//! HTTP surface.
//!
//! | Method | Path                      | Handler                 |
//! |--------|---------------------------|-------------------------|
//! | POST   | `/api/satellite`          | orchestrated imagery    |
//! | GET    | `/api/layers`             | layer registry          |
//! | GET    | `/api/cache/stats`        | imagery and cache stats |
//! | GET    | `/api/weather`            | weather passthrough     |
//! | GET    | `/api/geocode`            | geocoding passthrough   |
//! | GET    | `/api/preferences/:id`    | read preferences        |
//! | POST   | `/api/preferences/:id`    | merge preferences       |
//!
//! Every failure answers `500 {"error", "details"}`.

mod error;
mod routes;
mod state;

pub use error::ApiError;
pub use routes::{build_router, ImageryResponse, LayerSummary, StatsResponse};
pub use state::AppState;
//! Cached imagery entries.

use chrono::{DateTime, Utc};

use crate::coord::BoundingBox;
use crate::imagery::Artifact;

/// The payload and audit metadata stored for one fingerprint.
#[derive(Debug, Clone, PartialEq)]
pub struct ImageRecord {
    pub artifact: Artifact,
    pub source_bounds: BoundingBox,
    pub layer_id: String,
    /// End of the data window the image was rendered from.
    pub scene_date: DateTime<Utc>,
}

/// An immutable cache entry.
///
/// `expires_at` is always after `created_at`.
#[derive(Debug, Clone, PartialEq)]
pub struct CacheEntry {
    pub fingerprint: String,
    pub record: ImageRecord,
    pub created_at: DateTime<Utc>,
    pub expires_at: DateTime<Utc>,
}

impl CacheEntry {
    /// Stamps a record with its creation time and expiry.
    pub fn new(
        fingerprint: impl Into<String>,
        record: ImageRecord,
        created_at: DateTime<Utc>,
        expires_at: DateTime<Utc>,
    ) -> Self {
        Self {
            fingerprint: fingerprint.into(),
            record,
            created_at,
            expires_at,
        }
    }

    /// True once `now` has reached `expires_at`.
    #[inline]
    pub fn is_expired_at(&self, now: DateTime<Utc>) -> bool {
        now >= self.expires_at
    }

    /// Size of the stored payload in bytes.
    pub fn weight(&self) -> usize {
        self.record.artifact.len() + self.fingerprint.len()
    }
}
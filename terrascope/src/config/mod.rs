//! Configuration file management.
//!
//! Settings live in an INI file at `<config dir>/terrascope/config.ini`:
//!
//! ```ini
//! [sentinel_hub]
//! client_id = ...
//! client_secret = ...
//! timeout = 60
//!
//! [weather]
//! api_key = ...
//!
//! [cache]
//! ttl_hours = 24
//! memory_size = 512MB
//! sweep_interval = 600
//!
//! [server]
//! bind = 127.0.0.1:5000
//! ```
//!
//! Environment variables override the file for credentials and the bind
//! address; see [`ConfigFile::with_env_overrides`].

mod file;
mod keys;
mod size;

pub use file::{
    config_directory, config_file_path, CacheSettings, ConfigError, ConfigFile, LoggingSettings,
    SentinelHubSettings, ServerSettings, WeatherSettings, DEFAULT_BIND, ENV_BIND,
    ENV_CLIENT_ID, ENV_CLIENT_SECRET, ENV_INSTANCE_ID, ENV_WEATHER_API_KEY,
};
pub use keys::ConfigKey;
pub use size::{format_size, parse_size};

|---|

• _Exercise description_: Print all the data above word for word.

• _Solution for this task_:
//! HTTP surface.
//!
//! | Method | Path                      | Handler                 |
//! |--------|---------------------------|-------------------------|
//! | POST   | `/api/satellite`          | orchestrated imagery    |
//! | GET    | `/api/layers`             | layer registry          |
//! | GET    | `/api/cache/stats`        | imagery and cache stats |
//! | GET    | `/api/weather`            | weather passthrough     |
//! | GET    | `/api/geocode`            | geocoding passthrough   |
//! | GET    | `/api/preferences/:id`    | read preferences        |
//! | POST   | `/api/preferences/:id`    | merge preferences       |
//!
//! Every failure answers `500 {"error", "details"}`.

mod error;
mod routes;
mod state;

pub use error::ApiError;
pub use routes::{build_router, ImageryResponse, LayerSummary, StatsResponse};
pub use state::AppState;
//! Cached imagery entries.

use chrono::{DateTime, Utc};

use crate::coord::BoundingBox;
use crate::imagery::Artifact;

/// The payload and audit metadata stored for one fingerprint.
#[derive(Debug, Clone, PartialEq)]
pub struct ImageRecord {
    pub artifact: Artifact,
    pub source_bounds: BoundingBox,
    pub layer_id: String,
    /// End of the data window the image was rendered from.
    pub scene_date: DateTime<Utc>,
}

/// An immutable cache entry.
///
/// `expires_at` is always after `created_at`.
#[derive(Debug, Clone, PartialEq)]
pub struct CacheEntry {
    pub fingerprint: String,
    pub record: ImageRecord,
    pub created_at: DateTime<Utc>,
    pub expires_at: DateTime<Utc>,
}

impl CacheEntry {
    /// Stamps a record with its creation time and expiry.
    pub fn new(
        fingerprint: impl Into<String>,
        record: ImageRecord,
        created_at: DateTime<Utc>,
        expires_at: DateTime<Utc>,
    ) -> Self {
        Self {
            fingerprint: fingerprint.into(),
            record,
            created_at,
            expires_at,
        }
    }

    /// True once `now` has reached `expires_at`.
    #[inline]
    pub fn is_expired_at(&self, now: DateTime<Utc>) -> bool {
        now >= self.expires_at
    }

    /// Size of the stored payload in bytes.
    pub fn weight(&self) -> usize {
        self.record.artifact.len() + self.fingerprint.len()
    }
}
filename terrascope/src/config/mod.rs
//! Configuration file management.
//!
//! Settings live in an INI file at `<config dir>/terrascope/config.ini`:
//!
//! ```ini
//! [sentinel_hub]
//! client_id = ...
//! client_secret = ...
//! timeout = 60
//!
//! [weather]
//! api_key = ...
//!
//! [cache]
//! ttl_hours = 24
//! memory_size = 512MB
//! sweep_interval = 600
//!
//! [server]
//! bind = 127.0.0.1:5000
//! ```
//!
//! Environment variables override the file for credentials and the bind
//! address; see [`ConfigFile::with_env_overrides`].

mod file;
mod keys;
mod size;

pub use file::{
    config_directory, config_file_path, CacheSettings, ConfigError, ConfigFile, LoggingSettings,
    SentinelHubSettings, ServerSettings, WeatherSettings, DEFAULT_BIND, ENV_BIND,
    ENV_CLIENT_ID, ENV_CLIENT_SECRET, ENV_INSTANCE_ID, ENV_WEATHER_API_KEY,
};
pub use keys::ConfigKey;
pub use size::{format_size, parse_size};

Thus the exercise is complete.